(Records from a dataset)
• • •
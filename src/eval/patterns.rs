//! Pattern scores for Gomoku evaluation
//!
//! These constants define the scoring weights for the line patterns the
//! evaluator recognises. Each tier is an order of magnitude (or close) above
//! the next so that one stronger threat outweighs several weaker ones.

use crate::rules::Overline;

/// Pattern scores for evaluation
pub struct PatternScore;

impl PatternScore {
    // Winning pattern
    /// Five in a row - already won
    pub const FIVE: i32 = 1_000_000;

    // Strong attacking patterns
    /// Open four: _OOOO_ (cannot be stopped)
    pub const OPEN_FOUR: i32 = 100_000;
    /// Closed four: XOOOO_ or _OOOOX (one way to extend)
    pub const CLOSED_FOUR: i32 = 50_000;

    // Moderate threats
    /// Open three: _OOO_ (becomes open four if not blocked)
    pub const OPEN_THREE: i32 = 10_000;
    /// Closed three: XOOO_ or _OOOX (one side blocked)
    pub const CLOSED_THREE: i32 = 1_500;

    // Building patterns
    /// Open two: _OO_ (potential to grow)
    pub const OPEN_TWO: i32 = 1_000;
    /// Closed two: XOO_ or _OOX (one side blocked)
    pub const CLOSED_TWO: i32 = 200;
    /// Lone stone with room on both sides
    pub const OPEN_ONE: i32 = 10;
}

/// Score a contiguous run by its length and number of open ends.
///
/// A run of five scores `FIVE`, and so does a longer one unless overlines
/// are forbidden, in which case it is dead. Shorter runs with both ends
/// blocked are dead and score nothing.
#[inline]
pub fn run_score(count: usize, open_ends: u8, overline: Overline) -> i32 {
    match (count, open_ends) {
        (6.., _) if overline == Overline::Forbidden => 0,
        (5.., _) => PatternScore::FIVE,
        (4, 2) => PatternScore::OPEN_FOUR,
        (4, 1) => PatternScore::CLOSED_FOUR,
        (3, 2) => PatternScore::OPEN_THREE,
        (3, 1) => PatternScore::CLOSED_THREE,
        (2, 2) => PatternScore::OPEN_TWO,
        (2, 1) => PatternScore::CLOSED_TWO,
        (1, 2) => PatternScore::OPEN_ONE,
        _ => 0,
    }
}
//! Gomoku launcher
//!
//! Plays on the console by default or opens the egui window with `--ui gui`.

use std::error::Error;
use std::io;

use clap::{Parser, ValueEnum};
use tracing_subscriber::EnvFilter;

use gomoku::config::{GameConfig, Seat};
use gomoku::console::ConsoleUi;
use gomoku::game::GameController;
use gomoku::rules::{Overline, Rules};
use gomoku::search::{Difficulty, DEFAULT_DEPTH};

#[derive(Debug, Clone, Copy, PartialEq, Eq, ValueEnum)]
enum Frontend {
    Console,
    Gui,
}

#[derive(Debug, Clone, Copy, PartialEq, Eq, ValueEnum)]
enum Opponent {
    Human,
    Easy,
    Medium,
    Hard,
}

/// Five in a row on a 15x15 board
#[derive(Parser, Debug)]
#[command(name = "gomoku")]
#[command(about = "Gomoku against a friend or the computer", long_about = None)]
#[command(version)]
struct Args {
    /// Front end to play in
    #[arg(long, value_enum, default_value_t = Frontend::Console)]
    ui: Frontend,

    /// Who plays O
    #[arg(long, value_enum, default_value_t = Opponent::Medium)]
    opponent: Opponent,

    /// Search depth of the hard opponent (1-6)
    #[arg(long, default_value_t = DEFAULT_DEPTH)]
    depth: u8,

    /// Seed for the easy opponent's random moves
    #[arg(long)]
    seed: Option<u64>,

    /// Name of the X player
    #[arg(long, default_value = "Player X")]
    name: String,

    /// Name of the O player
    #[arg(long)]
    opponent_name: Option<String>,

    /// Only an exact five wins; six or more in a row does not count
    #[arg(long)]
    exact_five: bool,
}

impl Args {
    fn into_config(self) -> Result<GameConfig, Box<dyn Error>> {
        let player_two = match self.opponent {
            Opponent::Human => Seat::human("Player O"),
            Opponent::Easy => Seat::computer(Difficulty::Easy),
            Opponent::Medium => Seat::computer(Difficulty::Medium),
            Opponent::Hard => Seat::computer(Difficulty::hard_with_depth(self.depth)?),
        };
        let player_two = match self.opponent_name {
            Some(name) => player_two.with_name(name),
            None => player_two,
        };
        let overline = if self.exact_five {
            Overline::Forbidden
        } else {
            Overline::Allowed
        };

        Ok(GameConfig {
            rules: Rules::new(overline),
            player_one: Seat::human(self.name),
            player_two,
            seed: self.seed,
        })
    }
}

fn main() -> Result<(), Box<dyn Error>> {
    // Logs go to stderr so they never interleave with the console board
    tracing_subscriber::fmt()
        .with_env_filter(
            EnvFilter::try_from_default_env().unwrap_or_else(|_| EnvFilter::new("warn")),
        )
        .with_writer(io::stderr)
        .init();

    let args = Args::parse();
    let frontend = args.ui;
    let config = args.into_config()?;

    match frontend {
        Frontend::Console => {
            let stdin = io::stdin();
            let mut ui = ConsoleUi::new(GameController::new(config), stdin.lock(), io::stdout());
            ui.run()?;
        }
        Frontend::Gui => gomoku::ui::run(config)?,
    }
    Ok(())
}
• • •
§ **Work request**
Give again, exactly as written, every line from the first one above through the line that has "scores for evaluation" in it.

§ **Exercise result**
filename src/eval/patterns.rs
//! Pattern scores for Gomoku evaluation
//!
//! These constants define the scoring weights for the line patterns the
//! evaluator recognises. Each tier is an order of magnitude (or close) above
//! the next so that one stronger threat outweighs several weaker ones.

use crate::rules::Overline;

/// Pattern scores for evaluation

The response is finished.